Who are we, where are we from, and to whom are we accountable?

We belong to lineages and webs of queer, trans and nonbinary ancestors, families, teachers and guides. Their relations, peoples, pains, pleasures, struggles and wisdoms flow through our words. So do our shared and intersectionally different lived experiences of being queer. Sonali Sangeeta Balajee is a US-based queer South Asian femme woman raised by drag queens, HIV/AIDS hospice care and social justice organizing with earth-and-spirit wisdom keepers. She is founder of Our Bodhi Spiritual and Political Organizing Project (Bodhi home) and the Spiritual-Social Medicinal Apothecary (SSoMA).

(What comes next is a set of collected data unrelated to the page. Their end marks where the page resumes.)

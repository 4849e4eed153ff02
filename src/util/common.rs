use std::{fs, path::Path};

use serde::Deserialize;
use tracing::info;

use crate::error::Result;

// 载入任务配置
// .toml 文件按 toml 解析，其余按 json 解析
pub fn load_job_config<T, P>(job_path: P) -> Result<T>
where
    for<'de> T: Deserialize<'de>,
    P: AsRef<Path>,
{
    let job_path = job_path.as_ref();
    info!(path = %job_path.display(), "loading job config");
    let job_str = fs::read_to_string(job_path)?;
    let is_toml = job_path
        .extension()
        .is_some_and(|ext| ext.eq_ignore_ascii_case("toml"));
    let job: T = if is_toml {
        toml::from_str(&job_str)?
    } else {
        serde_json::from_str(&job_str)?
    };
    Ok(job)
}
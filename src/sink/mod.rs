pub mod zmq_sink;

use async_trait::async_trait;

use crate::error::Result;
use crate::model::entry::Entry;

/// 索引文档的接收端
#[async_trait]
pub trait EntrySink: Send {
    /// 发送后不等待确认，失败直接返回错误
    async fn send(&mut self, entry: &Entry) -> Result<()>;

    async fn close(&mut self);
}
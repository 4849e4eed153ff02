// 发送给索引服务的文档

use serde::Serialize;
use serde_json::{Map, Value};

use crate::model::job::Job;

#[derive(Debug, Clone, Serialize, PartialEq)]
pub struct Entry {
    pub id: String,
    pub location: String,
    pub action: String,
    pub entry: EntryBody,
}

#[derive(Debug, Clone, Serialize, PartialEq)]
pub struct EntryBody {
    pub fields: Map<String, Value>,
    #[serde(skip_serializing_if = "Option::is_none")]
    pub geo: Option<Geo>,
}

#[derive(Debug, Clone, Serialize, PartialEq)]
pub struct Geo {
    #[serde(flatten)]
    pub shape: GeoShape,
    /// 空间参考 id (srid)
    #[serde(skip_serializing_if = "Option::is_none")]
    pub code: Option<i64>,
}

// 点坐标或外包矩形，NULL 几何对应 None
#[derive(Debug, Clone, Serialize, PartialEq)]
#[serde(untagged)]
pub enum GeoShape {
    Point {
        lon: Option<f64>,
        lat: Option<f64>,
    },
    Extent {
        xmin: Option<f64>,
        ymin: Option<f64>,
        xmax: Option<f64>,
        ymax: Option<f64>,
    },
}

impl Entry {
    pub fn new(
        job: &Job,
        table: &str,
        row_index: usize,
        fields: Map<String, Value>,
        geo: Option<Geo>,
    ) -> Self {
        Entry {
            id: entry_id(job.location_id(), table, row_index),
            location: job.location_id().to_string(),
            action: job.action_type().to_string(),
            entry: EntryBody { fields, geo },
        }
    }

    pub fn to_json(&self) -> serde_json::Result<Vec<u8>> {
        serde_json::to_vec(self)
    }
}

pub fn entry_id(location_id: &str, table: &str, row_index: usize) -> String {
    format!("{}_{}_{}", location_id, table, row_index)
}

#[cfg(test)]
mod test_entry {
    use super::*;
    use serde_json::json;

    #[test]
    fn test_entry_id() {
        assert_eq!(entry_id("loc1", "parcels", 3), "loc1_parcels_3");
    }

    #[test]
    fn test_serialize_point_entry() {
        let job: Job = serde_json::from_str(r#"{"location": {"id": "loc1"}}"#).unwrap();
        let mut fields = Map::new();
        fields.insert("name".to_string(), json!("foo"));
        let geo = Geo {
            shape: GeoShape::Point {
                lon: Some(10.0),
                lat: Some(20.0),
            },
            code: Some(4326),
        };
        let entry = Entry::new(&job, "parcels", 0, fields, Some(geo));
        let value: Value = serde_json::from_slice(&entry.to_json().unwrap()).unwrap();
        assert_eq!(
            value,
            json!({
                "id": "loc1_parcels_0",
                "location": "loc1",
                "action": "ADD",
                "entry": {
                    "fields": {"name": "foo"},
                    "geo": {"lon": 10.0, "lat": 20.0, "code": 4326}
                }
            })
        );
    }

    #[test]
    fn test_serialize_without_geo() {
        let job: Job = serde_json::from_str(r#"{"location": {"id": "loc1"}}"#).unwrap();
        let entry = Entry::new(&job, "t", 1, Map::new(), None);
        let value = serde_json::to_value(&entry).unwrap();
        assert_eq!(value["entry"], json!({"fields": {}}));
    }
}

Sarah Amsler is a UK-based nonbinary queer white Anglo person rooted in radical pedagogy and philosophy, spiritual-political somatic poetics, modern/(de)colonial and queer studies, and relational activism. They are a member of Bodhi and tender of the Queer Imagination and Liberation Lab (QuILL), an emerging SSoMA space. Sonali and Sarah, together with Dani d’Emilia and Kate Morales, are also the queer decolonial collective Altared State.

A big part of our commitment to honoring expansive queerness is deepening our understanding of and accountability to the political history of the English term and category ‘queer,’ including its colonizing violence. White US-centric queerness is not intersectional or decolonial. Anthropocentric, heteronormative, mononormative, racist, ableist and extractive capitalist logics permeate queer bodies and communities. Claiming queerness creates hierarchies and excludes when it is reduced to gender, sexual or relational identity within white supremacist modern/colonial capitalist frames that reward identification, hierarchy, competition, productivism and binary in/out belonging. Other histories and modalities of cuir move in Latin America and through quare Black traditions and studies, rooted in different cosmologies, histories of struggle and tensions with white North American and European queer theories, identities and politics. We turn queerly towards these differences and the violence caused by separation within queerness itself, acknowledging our positionally different implications in harm and responsibilities to show up and learn.